* TASK *
Look below and pull out each line with the word "ContentBlock".
===============
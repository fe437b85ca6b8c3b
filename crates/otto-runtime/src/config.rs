//! Runtime configuration and state locations.
//!
//! # Environment Variables
//!
//! - `OTTO_STATE_DIR`: Override the base state directory
//! - `OTTO_DB_DIR`: Override the database directory

use std::path::{Path, PathBuf};

use otto_persistence::Store;

use crate::error::Result;

/// Environment variable for custom state directory.
pub const STATE_DIR_ENV: &str = "OTTO_STATE_DIR";

/// Environment variable for custom database directory.
pub const DB_DIR_ENV: &str = "OTTO_DB_DIR";

/// Default state directory name under home.
const DEFAULT_STATE_DIR: &str = ".otto";

const DB_SUBDIR: &str = "db";

/// Get the Otto state directory.
///
/// 1. `OTTO_STATE_DIR` if set
/// 2. `~/.otto` if a home directory is available
/// 3. `.otto` in the current directory
pub fn state_dir() -> PathBuf {
    std::env::var(STATE_DIR_ENV)
        .map(PathBuf::from)
        .unwrap_or_else(|_| {
            dirs::home_dir()
                .map(|h| h.join(DEFAULT_STATE_DIR))
                .unwrap_or_else(|| PathBuf::from(DEFAULT_STATE_DIR))
        })
}

/// Get the database directory: `OTTO_DB_DIR`, else `<state_dir>/db`.
pub fn db_dir() -> PathBuf {
    std::env::var(DB_DIR_ENV)
        .map(PathBuf::from)
        .unwrap_or_else(|_| state_dir().join(DB_SUBDIR))
}

/// Configuration passed explicitly into every runtime operation.
#[derive(Debug, Clone)]
pub struct RuntimeConfig {
    /// Identity used for orchestrator-authored messages. It may post without
    /// being a registered agent.
    pub orchestrator_id: String,
    /// Buffer size of the chunk channel between process readers and the
    /// pipeline.
    pub channel_capacity: usize,
    /// Extra environment for every spawned process.
    pub extra_env: Vec<(String, String)>,
    /// LMDB map size in megabytes.
    pub map_size_mb: usize,
    /// Where the store lives.
    pub db_dir: PathBuf,
}

impl Default for RuntimeConfig {
    fn default() -> Self {
        Self {
            orchestrator_id: "orchestrator".to_string(),
            channel_capacity: 256,
            extra_env: Vec::new(),
            map_size_mb: 1024,
            db_dir: db_dir(),
        }
    }
}

impl RuntimeConfig {
    /// Creates a new config with default values.
    pub fn new() -> Self {
        Self::default()
    }

    /// Sets the orchestrator identity.
    pub fn with_orchestrator_id(mut self, id: impl Into<String>) -> Self {
        self.orchestrator_id = id.into();
        self
    }

    /// Sets the chunk channel capacity (minimum 1).
    pub fn with_channel_capacity(mut self, capacity: usize) -> Self {
        self.channel_capacity = capacity.max(1);
        self
    }

    /// Adds an environment variable for spawned processes.
    pub fn with_env(mut self, key: impl Into<String>, value: impl Into<String>) -> Self {
        self.extra_env.push((key.into(), value.into()));
        self
    }

    /// Sets the LMDB map size.
    pub fn with_map_size_mb(mut self, mb: usize) -> Self {
        self.map_size_mb = mb;
        self
    }

    /// Places the store under `<dir>/db`.
    pub fn with_state_dir(mut self, dir: impl AsRef<Path>) -> Self {
        self.db_dir = dir.as_ref().join(DB_SUBDIR);
        self
    }

    /// Places the store directly in `dir`.
    pub fn with_db_dir(mut self, dir: impl Into<PathBuf>) -> Self {
        self.db_dir = dir.into();
        self
    }

    /// Opens the store this config points at.
    pub fn open_store(&self) -> Result<Store> {
        Ok(Store::open(&self.db_dir, self.map_size_mb)?)
    }
}
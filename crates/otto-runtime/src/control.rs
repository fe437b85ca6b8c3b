//! Control records embedded in vendor output.
//!
//! Vendor CLIs in JSON mode print one record per line. A few of those carry
//! metadata the runtime cares about; everything else is plain transcript.
//! Inspection never fails: a line that is not JSON, or JSON of an unknown
//! shape, simply yields nothing.
//!
//! ```text
//! {"type":"thread.started","thread_id":"..."}                 codex
//! {"type":"system","subtype":"init","session_id":"..."}      claude
//! {"type":"assistant","message":{"content":...}}             claude
//! ```

use otto_models::Content;
use serde::Deserialize;

/// Metadata recognized in a transcript line.
#[derive(Debug, Clone, PartialEq, Eq)]
pub enum ControlEvent {
    /// The vendor assigned a session (or thread) identifier.
    SessionStarted(String),
}

#[derive(Debug, Deserialize)]
#[serde(tag = "type")]
enum Record {
    #[serde(rename = "thread.started")]
    ThreadStarted {
        #[serde(default)]
        thread_id: String,
    },
    #[serde(rename = "system")]
    System {
        #[serde(default)]
        subtype: String,
        #[serde(default)]
        session_id: String,
    },
    #[serde(rename = "assistant")]
    Assistant { message: AssistantMessage },
    #[serde(other)]
    Other,
}

#[derive(Debug, Deserialize)]
struct AssistantMessage {
    content: Content,
}

fn parse(line: &str) -> Option<Record> {
    let line = line.trim();
    if !line.starts_with('{') {
        return None;
    }
    serde_json::from_str(line).ok()
}

/// Looks for a control event in one output line.
pub fn inspect(line: &str) -> Option<ControlEvent> {
    match parse(line)? {
        Record::ThreadStarted { thread_id } if !thread_id.is_empty() => {
            Some(ControlEvent::SessionStarted(thread_id))
        }
        Record::System {
            subtype,
            session_id,
        } if subtype == "init" && !session_id.is_empty() => {
            Some(ControlEvent::SessionStarted(session_id))
        }
        _ => None,
    }
}

/// Renders an assistant record as one readable line, if the line is one.
pub fn summarize(line: &str) -> Option<String> {
    match parse(line)? {
        Record::Assistant { message } => message.content.summary(),
        _ => None,
    }
}
//! Otto CLI library.
//!
//! Thin clap wiring over `otto-runtime`: every subcommand opens the store
//! named by the resolved [`RuntimeConfig`](otto_runtime::RuntimeConfig) and
//! calls one runtime operation.

pub mod cli;
pub mod commands;
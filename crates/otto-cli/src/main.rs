//! Otto CLI entry point.

use clap::Parser;
use tracing_subscriber::{fmt, EnvFilter};

use otto_cli::cli::Cli;
use otto_cli::commands;

fn main() {
    // Load .env.local if it exists
    let _ = dotenvy::from_filename(".env.local");

    let cli = Cli::parse();

    let filter = EnvFilter::try_from_default_env()
        .unwrap_or_else(|_| EnvFilter::new(cli.log_level().to_string()));
    fmt()
        .with_env_filter(filter)
        .with_target(false)
        .with_writer(std::io::stderr)
        .init();

    let config = cli.runtime_config();
    if let Err(e) = commands::execute(cli.command, &config) {
        eprintln!("Error: {}", e);
        std::process::exit(1);
    }
}
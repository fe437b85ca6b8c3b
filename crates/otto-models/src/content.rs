//! Message payloads that are either plain text or a list of typed blocks.
//!
//! Vendor transcripts carry `content` as a bare string for simple turns and
//! as an array of `{"type": ..., ...}` blocks once tools are involved.

use serde::{Deserialize, Serialize};
use serde_json::{Map, Value};

/// Payload of a vendor message.
#[derive(Debug, Clone, PartialEq, Serialize, Deserialize)]
#[serde(untagged)]
pub enum Content {
    /// Plain text.
    Text(String),
    /// Typed blocks (text, tool_use, tool_result, ...).
    Blocks(Vec<ContentBlock>),
}

/// One typed block within a [`Content::Blocks`] payload.
#[derive(Debug, Clone, PartialEq, Serialize, Deserialize)]
pub struct ContentBlock {
    /// Block kind, e.g. "text" or "tool_use".
    #[serde(rename = "type")]
    pub kind: String,

    /// Remaining block fields.
    #[serde(flatten)]
    pub fields: Map<String, Value>,
}

impl ContentBlock {
    /// Returns a string field of this block.
    pub fn str_field(&self, name: &str) -> Option<&str> {
        self.fields.get(name).and_then(Value::as_str)
    }
}

impl Content {
    /// Returns the text: the string itself, or the first `text` block.
    pub fn text(&self) -> Option<&str> {
        match self {
            Content::Text(text) => Some(text.as_str()),
            Content::Blocks(blocks) => blocks
                .iter()
                .find(|b| b.kind == "text")
                .and_then(|b| b.str_field("text")),
        }
    }

    /// Returns the name of the first `tool_use` block.
    pub fn tool_name(&self) -> Option<&str> {
        match self {
            Content::Text(_) => None,
            Content::Blocks(blocks) => blocks
                .iter()
                .find(|b| b.kind == "tool_use")
                .and_then(|b| b.str_field("name")),
        }
    }

    /// Returns a one-line rendering for transcript views.
    pub fn summary(&self) -> Option<String> {
        if let Some(text) = self.text().filter(|t| !t.is_empty()) {
            return Some(text.to_string());
        }
        self.tool_name().map(|name| format!("[tool: {}]", name))
    }
}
===============
* SOLVED PROBLEM *
    Blocks(Vec<ContentBlock>),
pub struct ContentBlock {
impl ContentBlock {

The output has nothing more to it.